Rz. 66

Muss der Mandant befürchten, dass er seinen Prozess alleine deshalb verliert, weil er mangels hinreichender Beweismittel voraussichtlich nicht in der Lage sein wird, seinen Tatsachenvortrag und damit seinen Anspruch zu beweisen, sollte die Möglichkeit in Betracht gezogen werden, den Anspruch durch das Führen von Vergleichsgesprächen zumindest teilweise durchzusetzen.[30]

 

Rz. 67

Dabei muss berücksichtigt werden, dass für die Führung von Vergleichsgesprächen nicht allein die Beurteilung der Sach- und Rechtslage unter Berücksichtigung der Beweislast und der zur Verfügung stehenden Beweismittel entscheidend ist. So stehen für die Mandanten wie für den Gegner neben rechtlichen Fragestellungen immer auch wirtschaftliche und persönliche Fragestellungen im Vordergrund. Es können daher trotz einer risikoreich zu beurteilenden Rechtsposition des Mandanten erfolgreiche Vergleichsgespräche geführt werden, wenn die Parteien das gemeinsame Ziel einer weiteren gemeinsamen Zusammenarbeit haben. Das Gleiche gilt, wenn besondere persönliche Verhältnisse etwa familiärer Art vorliegen oder besondere örtliche Verbindungen wie etwa die Nachbarschaft von Grundstücksbesitzern oder Wohnungseigentümern vorliegen. Erst recht gilt dies im Rahmen von Streitigkeiten über einzelne Aspekte von Dauerschuldverhältnissen, wenn das Dauerschuldverhältnis fortgesetzt werden soll.

 

Rz. 68

Für Vergleichsgespräche ist dabei vom Bevollmächtigten zu klären, ob es über den konkreten Streitgegenstand hinaus weitere klärungsbedürftige Aspekte gibt, die in die Vergleichsgespräche eingeführt werden können, sodass ein beiderseitiges Interesse am erfolgreichen Abschluss von Vergleichsgesprächen initiiert werden kann.

 

Rz. 69

Erachten Mandant und Bevollmächtigter das Prozessrisiko für zu groß und bieten sich keine Anhaltspunkte für die Aufnahme von Vergleichsgesprächen, muss erwogen werden, wie die Streitigkeit möglichst kostengünstig erledigt werden kann. So kommt aufseiten des anspruchstellenden Mandanten der Verzicht auf den Anspruch, die Klagerücknahme oder – nach mündlicher Verhandlung der Klageverzicht in Betracht.
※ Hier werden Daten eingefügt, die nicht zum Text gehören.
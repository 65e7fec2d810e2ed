//! Job database persistence + HTTP fetch utilities for JobClaw.

use std::collections::HashMap;
use std::fmt::Display;
use std::future::Future;
use std::path::{Path, PathBuf};
use std::sync::Arc;
use std::time::Duration;

use anyhow::Context;
use async_trait::async_trait;
use jobclaw_core::JobDatabase;
use reqwest::header::ACCEPT;
use reqwest::StatusCode;
use thiserror::Error;
use tokio::fs;
use tokio::io::AsyncWriteExt;
use tokio::sync::{Mutex, OwnedSemaphorePermit, Semaphore};
use tracing::{debug, info_span, warn, Instrument};
use uuid::Uuid;

pub const CRATE_NAME: &str = "jobclaw-storage";

const ACCEPT_ANY: &str = "application/json, application/rss+xml, application/xml;q=0.9, */*;q=0.8";

/// File-backed job database with temp-file + rename writes.
#[derive(Debug, Clone)]
pub struct JobStore {
    path: PathBuf,
}

impl JobStore {
    pub fn new(path: impl Into<PathBuf>) -> Self {
        Self { path: path.into() }
    }

    pub fn path(&self) -> &Path {
        &self.path
    }

    /// Missing file means first run. A file that fails to parse is an error, never silently reset.
    pub async fn load(&self) -> anyhow::Result<JobDatabase> {
        if !fs::try_exists(&self.path)
            .await
            .with_context(|| format!("checking job database {}", self.path.display()))?
        {
            return Ok(JobDatabase::default());
        }
        let text = fs::read_to_string(&self.path)
            .await
            .with_context(|| format!("reading job database {}", self.path.display()))?;
        serde_json::from_str(&text)
            .with_context(|| format!("parsing job database {}", self.path.display()))
    }

    pub async fn save(&self, db: &JobDatabase) -> anyhow::Result<()> {
        let bytes = serde_json::to_vec_pretty(db).context("serializing job database")?;
        self.write_atomic(&bytes).await
    }

    /// Writes to a sibling temp file and renames it over the target, so readers
    /// only ever observe the previous or the next complete file.
    pub async fn write_atomic(&self, bytes: &[u8]) -> anyhow::Result<()> {
        let parent = match self.path.parent() {
            Some(p) if !p.as_os_str().is_empty() => p.to_path_buf(),
            _ => PathBuf::from("."),
        };
        fs::create_dir_all(&parent)
            .await
            .with_context(|| format!("creating database directory {}", parent.display()))?;

        let file_name = self
            .path
            .file_name()
            .map(|n| n.to_string_lossy().into_owned())
            .unwrap_or_else(|| "jobs.json".to_string());
        let temp_path = parent.join(format!(".{file_name}.{}.tmp", Uuid::new_v4()));

        if let Err(err) = write_temp(&temp_path, bytes).await {
            let _ = fs::remove_file(&temp_path).await;
            return Err(err);
        }

        match fs::rename(&temp_path, &self.path).await {
            Ok(()) => {
                debug!(path = %self.path.display(), bytes = bytes.len(), "job database written");
                Ok(())
            }
            Err(err) => {
                let _ = fs::remove_file(&temp_path).await;
                Err(err).with_context(|| {
                    format!(
                        "atomically renaming {} -> {}",
                        temp_path.display(),
                        self.path.display()
                    )
                })
            }
        }
    }
}

async fn write_temp(temp_path: &Path, bytes: &[u8]) -> anyhow::Result<()> {
    let mut file = fs::OpenOptions::new()
        .create_new(true)
        .write(true)
        .open(temp_path)
        .await
        .with_context(|| format!("opening temp database file {}", temp_path.display()))?;
    file.write_all(bytes)
        .await
        .with_context(|| format!("writing temp database file {}", temp_path.display()))?;
    file.flush()
        .await
        .with_context(|| format!("flushing temp database file {}", temp_path.display()))?;
    file.sync_all()
        .await
        .with_context(|| format!("syncing temp database file {}", temp_path.display()))?;
    Ok(())
}

/// Async sleep seam so retry loops can be driven without real delays.
#[async_trait]
pub trait Sleeper: Send + Sync {
    async fn sleep(&self, duration: Duration);
}

#[derive(Debug, Clone, Copy, Default)]
pub struct TokioSleeper;

#[async_trait]
impl Sleeper for TokioSleeper {
    async fn sleep(&self, duration: Duration) {
        tokio::time::sleep(duration).await;
    }
}

#[derive(Debug, Clone, Copy)]
pub struct RetryPolicy {
    pub max_retries: usize,
    pub base_delay: Duration,
    pub max_delay: Duration,
}

impl Default for RetryPolicy {
    fn default() -> Self {
        Self {
            max_retries: 2,
            base_delay: Duration::from_secs(2),
            max_delay: Duration::from_secs(30),
        }
    }
}

impl RetryPolicy {
    /// Linear backoff: `base * (attempt + 1)`, capped.
    pub fn delay_for_attempt(&self, attempt_index: usize) -> Duration {
        let factor = u32::try_from(attempt_index.saturating_add(1)).unwrap_or(u32::MAX);
        self.base_delay.saturating_mul(factor).min(self.max_delay)
    }
}

/// Runs `operation` until it succeeds, fails with a non-retryable error, or
/// exhausts `policy.max_retries` retries. The closure receives the attempt index.
pub async fn retry_with_backoff<T, E, F, Fut>(
    policy: &RetryPolicy,
    sleeper: &dyn Sleeper,
    is_retryable: impl Fn(&E) -> bool,
    mut operation: F,
) -> Result<T, E>
where
    E: Display,
    F: FnMut(usize) -> Fut,
    Fut: Future<Output = Result<T, E>>,
{
    let mut attempt = 0usize;
    loop {
        match operation(attempt).await {
            Ok(value) => return Ok(value),
            Err(err) if attempt < policy.max_retries && is_retryable(&err) => {
                let delay = policy.delay_for_attempt(attempt);
                warn!(
                    attempt = attempt + 1,
                    delay_ms = delay.as_millis() as u64,
                    error = %err,
                    "retrying after transport failure"
                );
                sleeper.sleep(delay).await;
                attempt += 1;
            }
            Err(err) => return Err(err),
        }
    }
}

#[derive(Debug, Clone)]
pub struct HttpClientConfig {
    pub timeout: Duration,
    pub user_agent: Option<String>,
    pub global_concurrency: usize,
    pub per_host_concurrency: usize,
}

impl Default for HttpClientConfig {
    fn default() -> Self {
        Self {
            timeout: Duration::from_secs(30),
            user_agent: None,
            global_concurrency: 25,
            per_host_concurrency: 5,
        }
    }
}

#[derive(Debug, Clone)]
pub struct FetchedResponse {
    pub status: StatusCode,
    pub final_url: String,
    pub body: Vec<u8>,
}

impl FetchedResponse {
    pub fn text(&self) -> String {
        String::from_utf8_lossy(&self.body).into_owned()
    }
}

#[derive(Debug, Error)]
pub enum FetchError {
    #[error("request timed out: {url}")]
    Timeout { url: String },
    #[error("request failed: {0}")]
    Request(#[from] reqwest::Error),
    #[error("http status {status} for {url}")]
    HttpStatus { status: u16, url: String },
    #[error("invalid url {url}")]
    InvalidUrl { url: String },
    #[error("request limiter closed")]
    LimiterClosed,
}

/// Shared HTTP client. Bounds total in-flight requests and requests per upstream host.
#[derive(Debug)]
pub struct HttpFetcher {
    client: reqwest::Client,
    global_limit: Arc<Semaphore>,
    per_host_limit: usize,
    per_host: Mutex<HashMap<String, Arc<Semaphore>>>,
}

impl HttpFetcher {
    pub fn new(config: HttpClientConfig) -> anyhow::Result<Self> {
        let mut builder = reqwest::Client::builder()
            .gzip(true)
            .brotli(true)
            .timeout(config.timeout);

        if let Some(user_agent) = &config.user_agent {
            builder = builder.user_agent(user_agent.clone());
        }

        let client = builder.build().context("building reqwest client")?;

        Ok(Self {
            client,
            global_limit: Arc::new(Semaphore::new(config.global_concurrency.max(1))),
            per_host_limit: config.per_host_concurrency.max(1),
            per_host: Mutex::new(HashMap::new()),
        })
    }

    async fn per_host_semaphore(&self, host: &str) -> Arc<Semaphore> {
        let mut map = self.per_host.lock().await;
        map.entry(host.to_string())
            .or_insert_with(|| Arc::new(Semaphore::new(self.per_host_limit)))
            .clone()
    }

    /// A request waiting on a busy host holds no global slot.
    async fn acquire_permits(
        &self,
        host: &str,
    ) -> Result<(OwnedSemaphorePermit, OwnedSemaphorePermit), FetchError> {
        let host_permit = self
            .per_host_semaphore(host)
            .await
            .acquire_owned()
            .await
            .map_err(|_| FetchError::LimiterClosed)?;
        let global_permit = self
            .global_limit
            .clone()
            .acquire_owned()
            .await
            .map_err(|_| FetchError::LimiterClosed)?;
        Ok((host_permit, global_permit))
    }

    pub async fn get(&self, url: &str, query: &[(&str, String)]) -> Result<FetchedResponse, FetchError> {
        let request = self.client.get(url).query(query);
        self.execute(url, request).await
    }

    pub async fn post_json(
        &self,
        url: &str,
        body: &serde_json::Value,
    ) -> Result<FetchedResponse, FetchError> {
        let request = self.client.post(url).json(body);
        self.execute(url, request).await
    }

    async fn execute(
        &self,
        url: &str,
        request: reqwest::RequestBuilder,
    ) -> Result<FetchedResponse, FetchError> {
        let host = reqwest::Url::parse(url)
            .ok()
            .and_then(|u| u.host_str().map(str::to_string))
            .ok_or_else(|| FetchError::InvalidUrl { url: url.to_string() })?;

        let _permits = self.acquire_permits(&host).await?;

        let span = info_span!("http_fetch", host = host.as_str(), url);
        async move {
            let resp = request
                .header(ACCEPT, ACCEPT_ANY)
                .send()
                .await
                .map_err(|err| map_request_error(url, err))?;
            let status = resp.status();
            let final_url = resp.url().to_string();

            if !status.is_success() {
                debug!(status = status.as_u16(), "non-success status");
                return Err(FetchError::HttpStatus {
                    status: status.as_u16(),
                    url: final_url,
                });
            }

            let body = resp
                .bytes()
                .await
                .map_err(|err| map_request_error(url, err))?
                .to_vec();
            debug!(bytes = body.len(), "fetched");
            Ok(FetchedResponse {
                status,
                final_url,
                body,
            })
        }
        .instrument(span)
        .await
    }
}

fn map_request_error(url: &str, err: reqwest::Error) -> FetchError {
    if err.is_timeout() {
        FetchError::Timeout { url: url.to_string() }
    } else {
        FetchError::Request(err)
    }
}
Auf der Passivseite ist die außergerichtliche Erfüllung des geltend gemachten Anspruchs oder im gerichtlichen Verfahren das Anerkenntnis, die Erfüllung mit nachfolgender Erklärung der Erledigung der Hauptsache als in der Regel kostengünstigste Variante oder der Erlass eines Versäumnisurteils anzuraten,[31] auf dessen Grundlage auch ein Vollstreckungsvergleich geschlossen werden kann.

[30] Vgl. hierzu auch Goebel, Mangelnde Erfolgsaussichten: So führen Sie Vergleichsverhandlungen für den Beklagten, PA 2005, 109 sowie oben § 6 Rdn 1 ff.
[31] S. hierzu die Ausführungen in § 6 Rdn 1 ff.